Em São Paulo, num domingo, você pode sair de bicicleta, parar no parque, tomar uma água de côco, ver uma galera lutando capoeira, passar no shopping, comprar uma camiseta fosforescente, seguir para a parada gay, dançar debaixo do sol, dar uma passadinha no MASP, ver Velázquez, Renoir e Botticelli, pegar o metrô, seguir para a Vila Madalena, tomar cerveja bem gelada numa roda de samba, caminhar até um cinema de rua, ver um bom filme e coroar a noite com uma pizza fantástica. São Paulo não é pouca coisa não.
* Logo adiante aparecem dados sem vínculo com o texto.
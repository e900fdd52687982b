/// Project access control
///
/// This module answers the two authorization questions every project,
/// task, and comment operation asks:
///
/// 1. **Access**: is the user the project owner or a member (any role)?
/// 2. **Admin**: is the user the owner or do they hold an `admin` or
///    `owner` membership role?
///
/// Both checks return `false` for a project that does not exist; callers
/// that want a 404 instead of a 403 must check existence separately.
///
/// Task status changes use a third, stricter rule that is deliberately
/// not project-scoped: only the current assignee may move a task, see
/// [`require_assignee`]. When a task has no assignee, nobody may move it
/// through that path.
///
/// # Example
///
/// ```no_run
/// use syncboard_shared::auth::access::{require_access, require_admin};
/// use sqlx::PgPool;
/// use uuid::Uuid;
///
/// async fn open_project(pool: &PgPool, user_id: Uuid, project_id: Uuid) -> Result<(), String> {
///     // Any member may view
///     require_access(pool, user_id, project_id).await.map_err(|e| e.to_string())?;
///     Ok(())
/// }
/// ```

use sqlx::PgPool;
use uuid::Uuid;

use crate::models::task::Task;

/// Error type for authorization checks
#[derive(Debug, thiserror::Error)]
pub enum AuthzError {
    /// User is neither owner nor member of the project
    #[error("access denied to project {0}")]
    NotMember(Uuid),

    /// User lacks an admin-level role in the project
    #[error("admin access required for project {0}")]
    NotAdmin(Uuid),

    /// User is not the task's current assignee
    #[error("only the assigned user can update the task status")]
    NotAssignee,

    /// Database error while checking
    #[error("database error: {0}")]
    Database(#[from] sqlx::Error),
}

/// Checks whether a user may see a project at all
///
/// True iff the user owns the project or holds any membership in it.
/// False (not an error) when the project does not exist.
///
/// # Errors
///
/// Returns an error only if the database operation fails
pub async fn has_access(
    pool: &PgPool,
    user_id: Uuid,
    project_id: Uuid,
) -> Result<bool, sqlx::Error> {
    let allowed: bool = sqlx::query_scalar(
        r#"
        SELECT EXISTS(SELECT 1 FROM projects WHERE id = $1 AND owner_id = $2)
            OR EXISTS(SELECT 1 FROM memberships WHERE project_id = $1 AND user_id = $2)
        "#,
    )
    .bind(project_id)
    .bind(user_id)
    .fetch_one(pool)
    .await?;

    Ok(allowed)
}

/// Checks whether a user may administer a project
///
/// True iff the user owns the project or holds an `admin` or `owner`
/// membership role. False (not an error) when the project does not
/// exist.
///
/// # Errors
///
/// Returns an error only if the database operation fails
pub async fn is_admin(pool: &PgPool, user_id: Uuid, project_id: Uuid) -> Result<bool, sqlx::Error> {
    let allowed: bool = sqlx::query_scalar(
        r#"
        SELECT EXISTS(SELECT 1 FROM projects WHERE id = $1 AND owner_id = $2)
            OR EXISTS(
                SELECT 1 FROM memberships
                WHERE project_id = $1 AND user_id = $2 AND role IN ('admin', 'owner')
            )
        "#,
    )
    .bind(project_id)
    .bind(user_id)
    .fetch_one(pool)
    .await?;

    Ok(allowed)
}

/// Requires view access to a project
///
/// # Errors
///
/// Returns `AuthzError::NotMember` if access is denied,
/// `AuthzError::Database` if the check itself fails
///
/// # Example
///
/// ```no_run
/// # use syncboard_shared::auth::access::require_access;
/// # use sqlx::PgPool;
/// # use uuid::Uuid;
/// # async fn example(pool: PgPool, user_id: Uuid, project_id: Uuid) -> Result<(), Box<dyn std::error::Error>> {
/// require_access(&pool, user_id, project_id).await?;
/// # Ok(())
/// # }
/// ```
pub async fn require_access(
    pool: &PgPool,
    user_id: Uuid,
    project_id: Uuid,
) -> Result<(), AuthzError> {
    if !has_access(pool, user_id, project_id).await? {
        return Err(AuthzError::NotMember(project_id));
    }

    Ok(())
}

/// Requires admin access to a project
///
/// # Errors
///
/// Returns `AuthzError::NotAdmin` if the user is not owner/admin,
/// `AuthzError::Database` if the check itself fails
pub async fn require_admin(
    pool: &PgPool,
    user_id: Uuid,
    project_id: Uuid,
) -> Result<(), AuthzError> {
    if !is_admin(pool, user_id, project_id).await? {
        return Err(AuthzError::NotAdmin(project_id));
    }

    Ok(())
}

/// Requires that the user is the task's current assignee
///
/// An unassigned task fails for every user; ownership, admin role, and
/// having created the task grant no exception.
///
/// # Errors
///
/// Returns `AuthzError::NotAssignee` if the user is not the assignee
///
/// # Example
///
/// ```no_run
/// # use syncboard_shared::auth::access::require_assignee;
/// # use syncboard_shared::models::task::Task;
/// # use uuid::Uuid;
/// # fn example(task: &Task, user_id: Uuid) -> Result<(), Box<dyn std::error::Error>> {
/// require_assignee(task, user_id)?;
/// # Ok(())
/// # }
/// ```
pub fn require_assignee(task: &Task, user_id: Uuid) -> Result<(), AuthzError> {
    if task.assignee_id != Some(user_id) {
        return Err(AuthzError::NotAssignee);
    }

    Ok(())
}

#[cfg(test)]
mod tests {
    use super::*;
    use crate::models::task::TaskStatus;
    use chrono::Utc;

    fn task_with_assignee(assignee_id: Option<Uuid>) -> Task {
        Task {
            id: Uuid::new_v4(),
            project_id: Uuid::new_v4(),
            title: "Test task".to_string(),
            description: None,
            assignee_id,
            due_date: None,
            status: TaskStatus::Todo,
            created_by: Uuid::new_v4(),
            created_at: Utc::now(),
            updated_at: Utc::now(),
        }
    }

    #[test]
    fn test_require_assignee_allows_assigned_user() {
        let user_id = Uuid::new_v4();
        let task = task_with_assignee(Some(user_id));

        assert!(require_assignee(&task, user_id).is_ok());
    }

    #[test]
    fn test_require_assignee_rejects_other_users() {
        let task = task_with_assignee(Some(Uuid::new_v4()));

        let result = require_assignee(&task, Uuid::new_v4());
        assert!(matches!(result, Err(AuthzError::NotAssignee)));
    }

    #[test]
    fn test_require_assignee_rejects_everyone_when_unassigned() {
        let task = task_with_assignee(None);

        // Not even the creator may move an unassigned task
        let result = require_assignee(&task, task.created_by);
        assert!(matches!(result, Err(AuthzError::NotAssignee)));
    }

    #[test]
    fn test_authz_error_display() {
        let project_id = Uuid::new_v4();

        let err = AuthzError::NotMember(project_id);
        assert!(err.to_string().contains("access denied"));

        let err = AuthzError::NotAdmin(project_id);
        assert!(err.to_string().contains("admin access required"));

        let err = AuthzError::NotAssignee;
        assert!(err.to_string().contains("assigned user"));
    }

    // Integration tests for the database-backed checks are in syncboard-api/tests/
}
Está na hora de enxergarmos quão maiores são as qualidades de São Paulo do que seus defeitos. De nos orgulharmos dessa cidade que é uma "miniatura" do que é o mundo. Dessa cidade que não julga quem chega, não ordena que você se adapte a ela e seus costumes. Dessa cidade que é feita pelas pessoas que nela vivem, que aceita cada um de nós dentro da sua diversidade e nos dá, todo dia, inúmeras opções de pequenas felicidades.

Obrigada, minha cidade. Minha, de todos os paulistanos e de todo mundo que se dispõe a amá-la.